■ **Records**:
// Copyright (c) 2026 100monkeys.ai
// SPDX-License-Identifier: AGPL-3.0

//! Application Lifecycle Service
//!
//! Application service owning the draft → submitted lifecycle of intake
//! applications.
//!
//! # DDD Pattern: Application Service
//!
//! - **Layer:** Application
//! - **Responsibility:** Permission checks, state transitions and audit
//!   logging for one application per call
//! - **Collaborators:**
//!   - Domain: `Application` aggregate, `AccessPolicy` decision table
//!   - Infrastructure: `ApplicationRepository` (PostgreSQL or in-memory)
//!
//! # Flow (mutating operations)
//!
//! 1. Open a repository transaction
//! 2. Lock the application row (NotFound if absent)
//! 3. Evaluate the access policy (Forbidden unless owner or admin)
//! 4. Apply the transition on the aggregate (Conflict on illegal moves)
//! 5. Write the row and append the audit entry
//! 6. Commit; any earlier `?` drops the transaction and rolls back

use crate::domain::application::{
    Application, ApplicationError, ApplicationId, ApplicationPatch, ApplicationStatus,
    ApplicationWithOwner, NewApplication,
};
use crate::domain::attachment::{ApplicationFile, FileMetadata, NewApplicationFile};
use crate::domain::audit::{AuditEntry, NewAuditEntry};
use crate::domain::form_data::FormData;
use crate::domain::policy::{AccessPolicy, ApplicationAction, DenyReason, PolicyDecision};
use crate::domain::principal::{Principal, UserId};
use crate::domain::repository::{ApplicationRepository, RepositoryError};
use crate::domain::wizard::{StepCompletion, WizardStep};
use async_trait::async_trait;
use chrono::Utc;
use std::sync::Arc;
use thiserror::Error;
use tracing::{debug, info, warn};

#[derive(Debug, Error)]
pub enum LifecycleError {
    #[error("Application not found")]
    NotFound,

    #[error("{}", .0.message())]
    Forbidden(DenyReason),

    #[error("{0}")]
    Conflict(String),

    #[error("{0}")]
    Validation(String),

    #[error(transparent)]
    Repository(RepositoryError),
}

impl From<RepositoryError> for LifecycleError {
    fn from(err: RepositoryError) -> Self {
        match err {
            RepositoryError::NotFound(_) => LifecycleError::NotFound,
            other => LifecycleError::Repository(other),
        }
    }
}

impl From<ApplicationError> for LifecycleError {
    fn from(err: ApplicationError) -> Self {
        match err {
            ApplicationError::UnknownStatus(_) => LifecycleError::Validation(err.to_string()),
            ApplicationError::AlreadySubmitted
            | ApplicationError::Locked
            | ApplicationError::StatusChangeNotAllowed => LifecycleError::Conflict(err.to_string()),
        }
    }
}

/// Tunables from the `lifecycle` config section.
#[derive(Debug, Clone, Copy, Default)]
pub struct LifecycleSettings {
    /// Refuse `submit` while any wizard step is incomplete.
    pub enforce_step_completion: bool,
}

/// Lifecycle operations on intake applications. Every call carries the
/// acting principal.
#[async_trait]
pub trait ApplicationLifecycleService: Send + Sync {
    /// Create a draft owned by `principal`.
    async fn create(&self, principal: &Principal, initial: FormData) -> Result<Application, LifecycleError>;

    async fn get(&self, principal: &Principal, id: ApplicationId) -> Result<ApplicationWithOwner, LifecycleError>;

    async fn list_own(&self, principal: &Principal) -> Result<Vec<Application>, LifecycleError>;

    /// Admin only.
    async fn list_all(
        &self,
        principal: &Principal,
        status: Option<ApplicationStatus>,
    ) -> Result<Vec<ApplicationWithOwner>, LifecycleError>;

    async fn update(
        &self,
        principal: &Principal,
        id: ApplicationId,
        patch: ApplicationPatch,
    ) -> Result<Application, LifecycleError>;

    async fn submit(&self, principal: &Principal, id: ApplicationId) -> Result<Application, LifecycleError>;

    /// Hard delete in any status.
    async fn delete(&self, principal: &Principal, id: ApplicationId) -> Result<(), LifecycleError>;

    async fn attach_file(
        &self,
        principal: &Principal,
        id: ApplicationId,
        metadata: FileMetadata,
    ) -> Result<ApplicationFile, LifecycleError>;

    async fn list_files(&self, principal: &Principal, id: ApplicationId) -> Result<Vec<ApplicationFile>, LifecycleError>;

    /// Admin only. Oldest entry first.
    async fn audit_trail(&self, principal: &Principal, id: ApplicationId) -> Result<Vec<AuditEntry>, LifecycleError>;
}

pub struct StandardApplicationLifecycleService {
    repository: Arc<dyn ApplicationRepository>,
    policy: AccessPolicy,
    settings: LifecycleSettings,
}

impl StandardApplicationLifecycleService {
    pub fn new(repository: Arc<dyn ApplicationRepository>, settings: LifecycleSettings) -> Self {
        Self {
            repository,
            policy: AccessPolicy::new(),
            settings,
        }
    }

    fn authorize(
        &self,
        action: ApplicationAction,
        principal: &Principal,
        owner: Option<UserId>,
    ) -> Result<(), LifecycleError> {
        match self.policy.evaluate(action, principal, owner) {
            PolicyDecision::Allow => Ok(()),
            PolicyDecision::Deny(reason) => {
                warn!(
                    user_id = %principal.id,
                    action = %action,
                    reason = reason.label(),
                    "Lifecycle action denied"
                );
                metrics::counter!("udmt_lifecycle_denied_total", "reason" => reason.label()).increment(1);
                Err(LifecycleError::Forbidden(reason))
            }
        }
    }

    fn check_step_completion(&self, application: &Application) -> Result<(), LifecycleError> {
        if !self.settings.enforce_step_completion {
            return Ok(());
        }

        let incomplete = StepCompletion::evaluate(&application.form_data).incomplete_steps();
        if incomplete.is_empty() {
            return Ok(());
        }

        let names: Vec<&str> = incomplete.iter().map(|step: &WizardStep| step.display_name()).collect();
        Err(LifecycleError::Validation(format!(
            "Cannot submit: incomplete steps: {}",
            names.join(", ")
        )))
    }
}

#[async_trait]
impl ApplicationLifecycleService for StandardApplicationLifecycleService {
    async fn create(&self, principal: &Principal, initial: FormData) -> Result<Application, LifecycleError> {
        let now = Utc::now();
        let mut tx = self.repository.begin().await?;

        let application = tx.insert(NewApplication::draft(principal.id, initial, now)).await?;
        tx.append_audit(NewAuditEntry::created(application.id, principal, now)).await?;
        tx.commit().await?;

        metrics::counter!("udmt_applications_created_total").increment(1);
        info!(application_id = %application.id, user_id = %principal.id, "Application created");
        Ok(application)
    }

    async fn get(&self, principal: &Principal, id: ApplicationId) -> Result<ApplicationWithOwner, LifecycleError> {
        let found = self
            .repository
            .find_by_id(id)
            .await?
            .ok_or(LifecycleError::NotFound)?;

        self.authorize(ApplicationAction::Read, principal, Some(found.application.owner_id))?;
        Ok(found)
    }

    async fn list_own(&self, principal: &Principal) -> Result<Vec<Application>, LifecycleError> {
        let applications = self.repository.list_by_owner(principal.id).await?;
        debug!(user_id = %principal.id, count = applications.len(), "Listed own applications");
        Ok(applications)
    }

    async fn list_all(
        &self,
        principal: &Principal,
        status: Option<ApplicationStatus>,
    ) -> Result<Vec<ApplicationWithOwner>, LifecycleError> {
        self.authorize(ApplicationAction::ListAll, principal, None)?;
        let applications = self.repository.list_all(status).await?;
        debug!(
            user_id = %principal.id,
            status = status.map(|s| s.as_str()).unwrap_or("any"),
            count = applications.len(),
            "Listed all applications"
        );
        Ok(applications)
    }

    async fn update(
        &self,
        principal: &Principal,
        id: ApplicationId,
        patch: ApplicationPatch,
    ) -> Result<Application, LifecycleError> {
        let now = Utc::now();
        let mut tx = self.repository.begin().await?;

        let mut application = tx.lock(id).await?.ok_or(LifecycleError::NotFound)?;
        self.authorize(ApplicationAction::Update, principal, Some(application.owner_id))?;

        application.apply_patch(patch, principal, now)?;
        tx.save(&application).await?;
        tx.append_audit(NewAuditEntry::updated(id, principal, now)).await?;
        tx.commit().await?;

        metrics::counter!("udmt_applications_updated_total").increment(1);
        info!(application_id = %id, user_id = %principal.id, "Application updated");
        Ok(application)
    }

    async fn submit(&self, principal: &Principal, id: ApplicationId) -> Result<Application, LifecycleError> {
        let now = Utc::now();
        let mut tx = self.repository.begin().await?;

        let mut application = tx.lock(id).await?.ok_or(LifecycleError::NotFound)?;
        self.authorize(ApplicationAction::Submit, principal, Some(application.owner_id))?;

        if application.is_submitted() {
            return Err(ApplicationError::AlreadySubmitted.into());
        }
        self.check_step_completion(&application)?;

        application.submit(now)?;
        tx.save(&application).await?;
        tx.append_audit(NewAuditEntry::submitted(id, principal, now)).await?;
        tx.commit().await?;

        metrics::counter!("udmt_applications_submitted_total").increment(1);
        info!(application_id = %id, user_id = %principal.id, "Application submitted");
        Ok(application)
    }

    async fn delete(&self, principal: &Principal, id: ApplicationId) -> Result<(), LifecycleError> {
        let now = Utc::now();
        let mut tx = self.repository.begin().await?;

        let application = tx.lock(id).await?.ok_or(LifecycleError::NotFound)?;
        self.authorize(ApplicationAction::Delete, principal, Some(application.owner_id))?;

        tx.delete(id).await?;
        tx.append_audit(NewAuditEntry::deleted(id, principal, now)).await?;
        tx.commit().await?;

        metrics::counter!("udmt_applications_deleted_total").increment(1);
        info!(
            application_id = %id,
            user_id = %principal.id,
            status = application.status.as_str(),
            "Application deleted"
        );
        Ok(())
    }

    async fn attach_file(
        &self,
        principal: &Principal,
        id: ApplicationId,
        metadata: FileMetadata,
    ) -> Result<ApplicationFile, LifecycleError> {
        let now = Utc::now();
        let mut tx = self.repository.begin().await?;

        let mut application = tx.lock(id).await?.ok_or(LifecycleError::NotFound)?;
        self.authorize(ApplicationAction::AttachFile, principal, Some(application.owner_id))?;

        if application.is_submitted() && !principal.is_admin() {
            return Err(ApplicationError::Locked.into());
        }
        if let Some(field) = metadata.missing_field() {
            return Err(LifecycleError::Validation(format!("Missing required file field: {}", field)));
        }

        let filename = metadata.filename.clone();
        let file = tx
            .attach_file(NewApplicationFile {
                application_id: id,
                metadata,
                upload_date: now,
            })
            .await?;
        application.touch(now);
        tx.save(&application).await?;
        tx.append_audit(NewAuditEntry::file_attached(id, principal, &filename, now)).await?;
        tx.commit().await?;

        info!(application_id = %id, user_id = %principal.id, file_id = file.id, "File attached");
        Ok(file)
    }

    async fn list_files(&self, principal: &Principal, id: ApplicationId) -> Result<Vec<ApplicationFile>, LifecycleError> {
        let found = self
            .repository
            .find_by_id(id)
            .await?
            .ok_or(LifecycleError::NotFound)?;
        self.authorize(ApplicationAction::Read, principal, Some(found.application.owner_id))?;

        Ok(self.repository.list_files(id).await?)
    }

    async fn audit_trail(&self, principal: &Principal, id: ApplicationId) -> Result<Vec<AuditEntry>, LifecycleError> {
        self.authorize(ApplicationAction::ViewAudit, principal, None)?;

        if self.repository.find_by_id(id).await?.is_none() {
            return Err(LifecycleError::NotFound);
        }
        Ok(self.repository.audit_trail(id).await?)
    }
}

#[cfg(test)]
mod tests {
    use super::*;

    #[test]
    fn test_application_errors_map_to_conflict() {
        for err in [
            ApplicationError::AlreadySubmitted,
            ApplicationError::Locked,
            ApplicationError::StatusChangeNotAllowed,
        ] {
            assert!(matches!(LifecycleError::from(err), LifecycleError::Conflict(_)));
        }
        assert!(matches!(
            LifecycleError::from(ApplicationError::UnknownStatus("archived".into())),
            LifecycleError::Validation(_)
        ));
    }

    #[test]
    fn test_repository_not_found_maps_to_not_found() {
        let err = LifecycleError::from(RepositoryError::NotFound("application 4".into()));
        assert!(matches!(err, LifecycleError::NotFound));

        let err = LifecycleError::from(RepositoryError::Database("connection reset".into()));
        assert!(matches!(err, LifecycleError::Repository(_)));
    }

    #[test]
    fn test_forbidden_message_comes_from_deny_reason() {
        assert_eq!(LifecycleError::Forbidden(DenyReason::NotOwner).to_string(), "Access denied");
        assert_eq!(
            LifecycleError::Forbidden(DenyReason::AdminOnly).to_string(),
            "Admin access required"
        );
    }
}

■ **How to complete this task**: Work out how many lines of the entries contain the word "AccessPolicy", and answer with that number alone.

■ **Problem solution**: 4